Say how many lines in the material below include "unwrap". The answer is the number alone.

----- Supplied records -----

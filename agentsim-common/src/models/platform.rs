// File: agentsim-common/src/models/platform.rs

use std::fmt;
use std::str::FromStr;
use serde::{Deserialize, Serialize};

/// Social network a draft targets. Serialized with the display names the
/// drafting step produces ("Instagram", "YouTube Shorts", ...).
#[derive(Debug, Serialize, Deserialize, Clone, Copy, Eq, PartialEq, Hash, PartialOrd, Ord)]
pub enum Platform {
    Instagram,
    Tiktok,
    Threads,
    #[serde(rename = "YouTube Shorts", alias = "YouTubeShorts")]
    YouTubeShorts,
}

impl Platform {
    pub const ALL: [Platform; 4] = [
        Platform::Instagram,
        Platform::Tiktok,
        Platform::Threads,
        Platform::YouTubeShorts,
    ];

    /// Short-form video platforms, where cross-posted drafts become reels.
    pub fn is_video_first(&self) -> bool {
        matches!(self, Platform::Tiktok | Platform::YouTubeShorts)
    }
}

impl fmt::Display for Platform {
    fn fmt(&self, f: &mut fmt::Formatter<'_>) -> fmt::Result {
        match self {
            Platform::Instagram => write!(f, "Instagram"),
            Platform::Tiktok => write!(f, "Tiktok"),
            Platform::Threads => write!(f, "Threads"),
            Platform::YouTubeShorts => write!(f, "YouTube Shorts"),
        }
    }
}

impl FromStr for Platform {
    type Err = String;
    fn from_str(s: &str) -> Result<Self, Self::Err> {
        match s.trim().to_lowercase().as_str() {
            "instagram" | "ig" => Ok(Platform::Instagram),
            "tiktok" => Ok(Platform::Tiktok),
            "threads" => Ok(Platform::Threads),
            "youtube shorts" | "youtube-shorts" | "youtubeshorts" | "shorts" => {
                Ok(Platform::YouTubeShorts)
            }
            _ => Err(format!("Unknown platform: {}", s)),
        }
    }
}

#[cfg(test)]
mod tests {
    use super::*;

    #[test]
    fn test_platform_round_trips_through_display() {
        for p in Platform::ALL {
            let parsed: Platform = p.to_string().parse().expect("display name should parse");
            assert_eq!(parsed, p);
        }
    }

    #[test]
    fn test_platform_parse_aliases() {
        assert_eq!("youtube-shorts".parse::<Platform>(), Ok(Platform::YouTubeShorts));
        assert_eq!("TIKTOK".parse::<Platform>(), Ok(Platform::Tiktok));
        assert!("myspace".parse::<Platform>().is_err());
    }

    #[test]
    fn test_platform_serde_uses_display_names() {
        let json = serde_json::to_string(&Platform::YouTubeShorts).unwrap();
        assert_eq!(json, "\"YouTube Shorts\"");
        let back: Platform = serde_json::from_str("\"YouTubeShorts\"").unwrap();
        assert_eq!(back, Platform::YouTubeShorts);
    }
}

-----

__Task output__. 2